As of 2015, Marathi has at least two translation available of the Tirukkural, of which one is complete.

Background

The Kural text was translated into Marathi by the Marathi author Pandurang Sadashiv Sane, widely known as Sane Guruji, in 1930. He made the translation while undergoing imprisonment as a political prisoner in the Tiruchirapalli jail. At the prison, he started learning Tamil and studied the Kural and was tempted to translate the work into Marathi. He referred to the works on the Kural by V. V. S. Aiyar and also consulted with fellow Tamil inmates at the prison to get the full import of subtle ideas in the work. Although completed by 1930, only an unofficial print appeared on 17 December 1930 as Sane Guruji was still serving his prison sentence. When he was released from prison in 1948, Sane Guruji started his own press named "Sadhana Prakashan" and the translation was officially published on 28 September 1948. The third and fourth editions were published in 1960 and 1975, respectively, by Continental Prakashan. The Marathi translation by Sane Guruji is a complete translation.
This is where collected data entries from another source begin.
use std::collections::HashSet;

use nutriplan_core::predicates::{
    in_calorie_range, ingredient_is_restricted, is_macro_balanced, matches_restriction,
};
use nutriplan_core::{
    AttemptTier, Difficulty, Engine, EngineConfig, FoodItem, KnowledgeBase, MealSlot, PlanAssembler,
    RecipeRequest, RestrictionSet, SubstitutionResolver,
};
use proptest::prelude::*;

const TERMS: &[&str] = &[
    "nueces", "huevo", "pollo", "leche", "pan", "arroz", "pescado", "tomate", "miel", "pasta",
    "lechuga", "papa", "aguacate", "protein", "dairy",
];

fn arb_restrictions() -> impl Strategy<Value = RestrictionSet> {
    (
        proptest::sample::subsequence(TERMS.to_vec(), 0..3),
        proptest::sample::subsequence(TERMS.to_vec(), 0..2),
    )
        .prop_map(|(allergies, unwanted)| {
            let mut restrictions = RestrictionSet::new();
            for term in allergies {
                restrictions = restrictions.with_allergy(term);
            }
            for term in unwanted {
                restrictions = restrictions.with_unwanted(term);
            }
            restrictions
        })
}

fn arb_slot() -> impl Strategy<Value = MealSlot> {
    prop_oneof![
        Just(MealSlot::Breakfast),
        Just(MealSlot::Lunch),
        Just(MealSlot::Dinner),
    ]
}

fn arb_difficulty() -> impl Strategy<Value = Difficulty> {
    prop_oneof![
        Just(Difficulty::Easy),
        Just(Difficulty::Medium),
        Just(Difficulty::Hard),
    ]
}

fn tags_clear(item: &FoodItem, restrictions: &RestrictionSet) -> bool {
    let terms = restrictions.active_terms();
    item.ingredient_tags
        .iter()
        .all(|tag| terms.iter().all(|term| !matches_restriction(tag, term)))
}

proptest! {
    #[test]
    fn plans_respect_restrictions_tolerance_and_variety(
        seed in any::<u64>(),
        days in 1u32..8,
        daily in 1200.0f64..2400.0,
        restrictions in arb_restrictions(),
    ) {
        let kb = KnowledgeBase::builtin().unwrap();
        let config = EngineConfig::default();
        let mut engine = Engine::seeded(kb.clone(), seed);
        let planner = PlanAssembler::new(&kb, &config);

        if let Some(plan) = engine.build_plan(days, daily, &restrictions) {
            prop_assert_eq!(plan.days.len(), days as usize);

            let mut used = HashSet::new();
            for day in &plan.days {
                for meal in day.meals() {
                    let item = kb.food(&meal.food).unwrap();
                    prop_assert!(tags_clear(item, &restrictions));

                    let target = planner.slot_target(meal.slot, daily);
                    match meal.tier {
                        AttemptTier::Strict => {
                            prop_assert!(in_calorie_range(item, target, config.strict_tolerance));
                            prop_assert!(is_macro_balanced(item));
                            prop_assert!(!used.contains(&meal.food), "{} reused by a strict pick", meal.food);
                        }
                        AttemptTier::Relaxed => {
                            prop_assert!(in_calorie_range(item, target, config.relaxed_tolerance));
                        }
                    }

                    used.insert(meal.food.clone());
                }
            }
        }
    }

    #[test]
    fn alternatives_are_distinct_admissible_and_bounded(
        seed in any::<u64>(),
        slot in arb_slot(),
        calories in 250.0f64..700.0,
        count in 0usize..6,
        restrictions in arb_restrictions(),
    ) {
        let kb = KnowledgeBase::builtin().unwrap();
        let mut engine = Engine::seeded(kb.clone(), seed);

        let alternatives = engine.generate_alternatives(slot, calories, &restrictions, Some(count));
        prop_assert!(alternatives.len() <= count);

        let mut seen = HashSet::new();
        for meal in &alternatives {
            prop_assert_eq!(meal.slot, slot);
            prop_assert!(seen.insert(meal.food.clone()));
            prop_assert!(tags_clear(kb.food(&meal.food).unwrap(), &restrictions));
        }
    }

    #[test]
    fn recipes_never_contain_restricted_ingredients(
        seed in any::<u64>(),
        slot in arb_slot(),
        difficulty in arb_difficulty(),
        servings in 1u32..6,
        restrictions in arb_restrictions(),
    ) {
        let kb = KnowledgeBase::builtin().unwrap();
        let mut engine = Engine::seeded(kb.clone(), seed);
        let request = RecipeRequest::new(slot, difficulty)
            .with_servings(servings)
            .with_restrictions(restrictions.clone());

        if let Ok(recipe) = engine.generate_recipe(&request) {
            prop_assert_eq!(recipe.slot, slot);
            prop_assert_eq!(recipe.servings, servings);

            let template = kb.recipes().iter().find(|t| t.id == recipe.template_id).unwrap();
            let adapted = SubstitutionResolver::new(&kb, engine.config().step_rewrite)
                .adapt_recipe(template, &restrictions)
                .unwrap();
            for ingredient in &adapted.ingredients {
                prop_assert!(!ingredient_is_restricted(ingredient, &restrictions));
            }
            let names: Vec<&str> = adapted.ingredients.iter().map(|i| i.name.as_str()).collect();
            let listed: Vec<&str> = recipe.ingredients.iter().map(|i| i.name.as_str()).collect();
            prop_assert_eq!(names, listed);
        }
    }

    #[test]
    fn adaptation_leaves_safe_templates_alone(
        index in 0usize..45,
        restrictions in arb_restrictions(),
    ) {
        let kb = KnowledgeBase::builtin().unwrap();
        let resolver = SubstitutionResolver::new(&kb, EngineConfig::default().step_rewrite);
        let template = &kb.recipes()[index % kb.recipes().len()];

        let safe = template
            .ingredients
            .iter()
            .all(|i| !ingredient_is_restricted(i, &restrictions));
        if safe {
            let adapted = resolver.adapt_recipe(template, &restrictions).unwrap();
            prop_assert_eq!(&adapted, template);
        }

        if let Some(adapted) = resolver.adapt_recipe(template, &restrictions) {
            let again = resolver.adapt_recipe(&adapted, &restrictions).unwrap();
            prop_assert_eq!(again, adapted);
        }
    }

    #[test]
    fn calorie_window_is_symmetric(
        target in 100.0f64..1500.0,
        offset in 0.0f64..0.14,
    ) {
        let below = FoodItem {
            name: "below".to_string(),
            description: String::new(),
            meal_slot: MealSlot::Lunch,
            calories: target * (1.0 - offset),
            protein: 30.0,
            carbs: 50.0,
            fat: 15.0,
            ingredient_tags: vec![],
        };
        let above = FoodItem {
            calories: target * (1.0 + offset),
            ..below.clone()
        };
        prop_assert!(in_calorie_range(&below, target, 0.15));
        prop_assert!(in_calorie_range(&above, target, 0.15));
    }
}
In the meantime, Narayana Govindarao Peshwe and Ganpath Govindarao Peshwe, a lawyer duo from Thulajapur, translated a Hindi translation of the Kural text by Kshemananda into Marathi and published it in the journal Lokamitra from July 1929 to June 1930. However, they translated only the first 89 chapters of the Kural literature because the Hindi translation itself was incomplete and did not contain Book III of the Kural. In May 1930, this translation was published as a book by T. K. Sadekar from his publishing house named Dhananjay Press in Belgaum, Karnataka. Although the said Hindi translation was based on V. V. S. Aiyar's English translation, which Kshemananda claimed that the translation was cross-checked against the Tamil original by a Tamil scholar before publication, the Marathi translation by Peshwe brothers was not cross-checked against the Kural's original version in Tamil. Both Sane Guruji and Peshwe Brothers' translations were in prose.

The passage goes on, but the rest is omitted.